WASHINGTON – Michael Kazin, a history professor at Georgetown University, has studied political activism for decades. But two years ago, he thought he was participating in a unique political movement, one not organized against an idea or a war – like most he has seen or been involved with – but in support of a specific candidate: Barack Obama.
Kazin volunteered for the Obama campaign during the primaries, canvassing voters in Indiana. In an essay soon after the election, in the liberal-leaning Dissent magazine, which he edits, Kazin wrote enthusiastically of a new political force he felt would endure after the election.
There is, of course, a danger that, having achieved their immediate goal, these activists will now take a break from politics, cheering or finding fault with the new president and his congressional majority but doing so from the sidelines, he wrote. I think this is unlikely.
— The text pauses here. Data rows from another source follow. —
//! Frame pacing
//!
//! Holds each frame to a minimum interval and turns the real elapsed time into
//! a clamped delta for the simulation.

use std::thread;
use std::time::{Duration, Instant};

use crate::consts::{FRAME_INTERVAL_MS, MAX_DELTA};

/// Monotonic millisecond clock with a way to wait
pub trait Clock {
    /// Milliseconds since some fixed start point; never goes backwards
    fn now_ms(&self) -> u64;
    /// Block until `now_ms() >= deadline_ms`
    fn wait_until(&mut self, deadline_ms: u64);
}

/// Wall clock backed by `Instant`, waiting with `thread::sleep`
#[derive(Debug, Clone)]
pub struct SystemClock {
    start: Instant,
}

impl SystemClock {
    pub fn new() -> Self {
        Self {
            start: Instant::now(),
        }
    }
}

impl Default for SystemClock {
    fn default() -> Self {
        Self::new()
    }
}

impl Clock for SystemClock {
    fn now_ms(&self) -> u64 {
        self.start.elapsed().as_millis() as u64
    }

    fn wait_until(&mut self, deadline_ms: u64) {
        // sleep may wake early on some platforms, so re-check
        loop {
            let now = self.now_ms();
            if now >= deadline_ms {
                return;
            }
            thread::sleep(Duration::from_millis(deadline_ms - now));
        }
    }
}

/// Clamp a raw delta (seconds) to `[0, max]`
#[inline]
pub fn clamp_delta(dt: f32, max: f32) -> f32 {
    dt.clamp(0.0, max)
}

/// Fixed-cadence frame pacer
#[derive(Debug)]
pub struct Pacer<C: Clock> {
    clock: C,
    interval_ms: u64,
    max_delta: f32,
    last_tick_ms: u64,
}

impl<C: Clock> Pacer<C> {
    /// Pacer with the default 16 ms interval and 0.05 s delta cap
    pub fn new(clock: C) -> Self {
        Self::with_timing(clock, FRAME_INTERVAL_MS, MAX_DELTA)
    }

    pub fn with_timing(clock: C, interval_ms: u64, max_delta: f32) -> Self {
        let last_tick_ms = clock.now_ms();
        Self {
            clock,
            interval_ms,
            max_delta,
            last_tick_ms,
        }
    }

    /// Wait for the next frame boundary and return the delta time in seconds
    pub fn tick(&mut self) -> f32 {
        let deadline = self.last_tick_ms + self.interval_ms;
        if self.clock.now_ms() < deadline {
            self.clock.wait_until(deadline);
        }

        let now = self.clock.now_ms();
        let elapsed_ms = now.saturating_sub(self.last_tick_ms);
        self.last_tick_ms = now;

        clamp_delta(elapsed_ms as f32 / 1000.0, self.max_delta)
    }

    pub fn clock(&self) -> &C {
        &self.clock
    }

    pub fn clock_mut(&mut self) -> &mut C {
        &mut self.clock
    }
}

#[cfg(test)]
mod tests {
    use super::*;
    use crate::platform::headless::ManualClock;
    use proptest::prelude::*;

    #[test]
    fn test_waits_for_interval() {
        let mut pacer = Pacer::new(ManualClock::new(1000));
        let dt = pacer.tick();
        assert_eq!(pacer.clock().now_ms(), 1016);
        assert!((dt - 0.016).abs() < 1e-6);
    }

    #[test]
    fn test_no_wait_when_late() {
        let mut pacer = Pacer::new(ManualClock::new(0));
        pacer.clock_mut().advance(30);
        let dt = pacer.tick();
        assert_eq!(pacer.clock().now_ms(), 30);
        assert!((dt - 0.030).abs() < 1e-6);
    }

    #[test]
    fn test_stall_is_clamped() {
        let mut pacer = Pacer::new(ManualClock::new(0));
        pacer.tick();
        pacer.clock_mut().advance(2_000);
        assert_eq!(pacer.tick(), 0.05);
    }

    #[test]
    fn test_clamp_delta() {
        assert_eq!(clamp_delta(0.2, MAX_DELTA), 0.05);
        assert_eq!(clamp_delta(0.051, MAX_DELTA), 0.05);
        assert_eq!(clamp_delta(0.02, MAX_DELTA), 0.02);
        assert_eq!(clamp_delta(-1.0, MAX_DELTA), 0.0);
    }

    #[test]
    fn test_system_clock_waits() {
        let mut clock = SystemClock::new();
        let deadline = clock.now_ms() + 5;
        clock.wait_until(deadline);
        assert!(clock.now_ms() >= deadline);
    }

    proptest! {
        #[test]
        fn prop_delta_within_range(gaps in proptest::collection::vec(0u64..500, 1..20)) {
            let mut pacer = Pacer::new(ManualClock::new(0));
            for gap in gaps {
                pacer.clock_mut().advance(gap);
                let dt = pacer.tick();
                prop_assert!(dt >= 0.016 - 1e-6);
                prop_assert!(dt <= MAX_DELTA);
            }
        }
    }
}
But Kazin, like many other liberal activists who once shared that view, says he may have been too optimistic. As conservatives, led by talk show host Glenn Beck, prepare for a rally in Washington on Saturday - another sign of the increased activism on the right since Obamas election – some liberals say the energy of the campaign on their side has dissipated and is not matching the energy and passion tea party activists have captured on the right.
In an interview, Kazin said, I was a bit optimistic in the glow of victory, adding that the campaign had the aura of a movement, but in the light of day it was not a movement.
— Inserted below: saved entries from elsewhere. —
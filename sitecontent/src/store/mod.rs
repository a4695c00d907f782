use crate::error::{ContentError, Result};
use crate::record::ValidatedRecord;
use crate::schema::CollectionDefinition;
use crate::validation::{self, ValidationError};
use serde::de::DeserializeOwned;
use serde::Serialize;
use std::collections::{BTreeMap, HashMap};
use std::path::{Path, PathBuf};

/// The in-memory content index: every collection's validated records, in
/// source order, queried by collection name at render time.
#[derive(Debug, Clone)]
pub struct ContentStore {
    root: PathBuf,
    collections: BTreeMap<String, Vec<ValidatedRecord>>,
}

impl ContentStore {
    /// Load every collection under `root`. Fails if any collection fails;
    /// nothing is published from a partially valid build. Every collection is
    /// still attempted so the error covers all of them.
    pub fn load(root: &Path, definitions: &[CollectionDefinition]) -> Result<Self> {
        let mut collections = BTreeMap::new();
        let mut failures = Vec::new();
        for definition in definitions {
            match load_collection(root, definition) {
                Ok(records) => {
                    collections.insert(definition.name.clone(), records);
                }
                Err(e) => failures.push(e),
            }
        }

        if failures.len() == 1 {
            return Err(failures.remove(0));
        }
        if !failures.is_empty() {
            return Err(ContentError::InvalidContent(failures));
        }

        Ok(ContentStore {
            root: root.to_path_buf(),
            collections,
        })
    }

    /// Check every collection without stopping at the first failure.
    pub fn check(root: &Path, definitions: &[CollectionDefinition]) -> CheckReport {
        let collections = definitions
            .iter()
            .map(|definition| check_collection(root, definition))
            .collect();
        CheckReport { collections }
    }

    pub fn root(&self) -> &Path {
        &self.root
    }

    pub fn collection_names(&self) -> impl Iterator<Item = &str> {
        self.collections.keys().map(String::as_str)
    }

    /// All records of a collection in source order.
    pub fn collection(&self, name: &str) -> Result<&[ValidatedRecord]> {
        self.collections
            .get(name)
            .map(Vec::as_slice)
            .ok_or_else(|| ContentError::CollectionNotFound(name.to_string()))
    }

    pub fn entry(&self, collection: &str, id: &str) -> Result<&ValidatedRecord> {
        self.collection(collection)?
            .iter()
            .find(|r| r.id() == id)
            .ok_or_else(|| ContentError::NotFound {
                collection: collection.to_string(),
                id: id.to_string(),
            })
    }

    pub fn filter<F>(&self, collection: &str, predicate: F) -> Result<Vec<&ValidatedRecord>>
    where
        F: Fn(&ValidatedRecord) -> bool,
    {
        Ok(self
            .collection(collection)?
            .iter()
            .filter(|r| predicate(*r))
            .collect())
    }

    /// Records of a collection deserialized into a caller-defined type.
    pub fn entries<T: DeserializeOwned>(&self, collection: &str) -> Result<Vec<T>> {
        self.collection(collection)?
            .iter()
            .map(ValidatedRecord::deserialize)
            .collect()
    }

    pub fn entry_as<T: DeserializeOwned>(&self, collection: &str, id: &str) -> Result<T> {
        self.entry(collection, id)?.deserialize()
    }

    /// The whole index as `{ collection: [record, ...] }`.
    pub fn to_json(&self) -> Result<serde_json::Value> {
        Ok(serde_json::to_value(&self.collections)?)
    }
}

/// Load and validate one collection. Any invalid record fails the
/// collection, and the error lists every violation across all records.
pub fn load_collection(root: &Path, definition: &CollectionDefinition) -> Result<Vec<ValidatedRecord>> {
    let raws = definition.loader.load(root)?;
    let (records, errors) = validation::validate_records(&definition.schema, &raws);

    if !errors.is_empty() {
        return Err(ContentError::InvalidCollection {
            collection: definition.name.clone(),
            errors,
        });
    }

    ensure_unique_ids(&definition.name, &records)?;
    log::info!(
        "Loaded {} entries into collection '{}'",
        records.len(),
        definition.name
    );
    Ok(records)
}

fn ensure_unique_ids(collection: &str, records: &[ValidatedRecord]) -> Result<()> {
    let mut seen: HashMap<&str, &str> = HashMap::new();
    for record in records {
        if let Some(first) = seen.insert(record.id(), record.source()) {
            return Err(ContentError::DuplicateId {
                collection: collection.to_string(),
                id: record.id().to_string(),
                first: first.to_string(),
                second: record.source().to_string(),
            });
        }
    }
    Ok(())
}

/// Outcome of checking one collection.
#[derive(Debug, Clone, Serialize)]
pub struct CollectionCheck {
    pub collection: String,
    /// Number of files discovered, including ones that failed to parse.
    pub total: usize,
    pub issues: Vec<ValidationError>,
    /// Failures not tied to a single field (unreadable or unparseable file,
    /// duplicate id, bad glob).
    #[serde(skip_serializing_if = "Vec::is_empty")]
    pub errors: Vec<String>,
}

impl CollectionCheck {
    pub fn is_ok(&self) -> bool {
        self.issues.is_empty() && self.errors.is_empty()
    }
}

#[derive(Debug, Clone, Serialize)]
pub struct CheckReport {
    pub collections: Vec<CollectionCheck>,
}

impl CheckReport {
    pub fn is_ok(&self) -> bool {
        self.collections.iter().all(CollectionCheck::is_ok)
    }

    pub fn issue_count(&self) -> usize {
        self.collections
            .iter()
            .map(|c| c.issues.len() + c.errors.len())
            .sum()
    }
}

fn check_collection(root: &Path, definition: &CollectionDefinition) -> CollectionCheck {
    let mut check = CollectionCheck {
        collection: definition.name.clone(),
        total: 0,
        issues: Vec::new(),
        errors: Vec::new(),
    };

    let results = match definition.loader.load_each(root) {
        Ok(results) => results,
        Err(e) => {
            check.errors.push(e.to_string());
            return check;
        }
    };

    check.total = results.len();
    let mut raws = Vec::with_capacity(results.len());
    for result in results {
        match result {
            Ok(raw) => raws.push(raw),
            Err(e) => check.errors.push(e.to_string()),
        }
    }

    let (records, errors) = validation::validate_records(&definition.schema, &raws);
    check.issues = errors;
    if let Err(e) = ensure_unique_ids(&definition.name, &records) {
        check.errors.push(e.to_string());
    }
    check
}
The lack of organized energy on the left, many liberals say, has helped lead to such defeats as the failure to secure a government insurance option in the health-care bill. And it has meant liberals have been unable to push Obama and a Democratic Congress to the left the way civil rights organizers did President Lyndon B. Johnson and Democratic majorities in the 1960s, they say.
You make change by going out there and persuading people to look at the world differently, said Marshall Ganz, a liberal activist who advised Obama aides on organizing during the campaign. Obama did that during the campaign. But since the election, Ganz said, the tea party has been far more effective.
Some liberals dispute this idea. They cite a variety of examples of an organized, engaged left: the support of the health-care bill from labor unions and groups such as Organizing for America and MoveOn.org, and large rallies across the country for immigration reform. They argue that the media, particularly Fox News, have inflated the influence of the tea party force.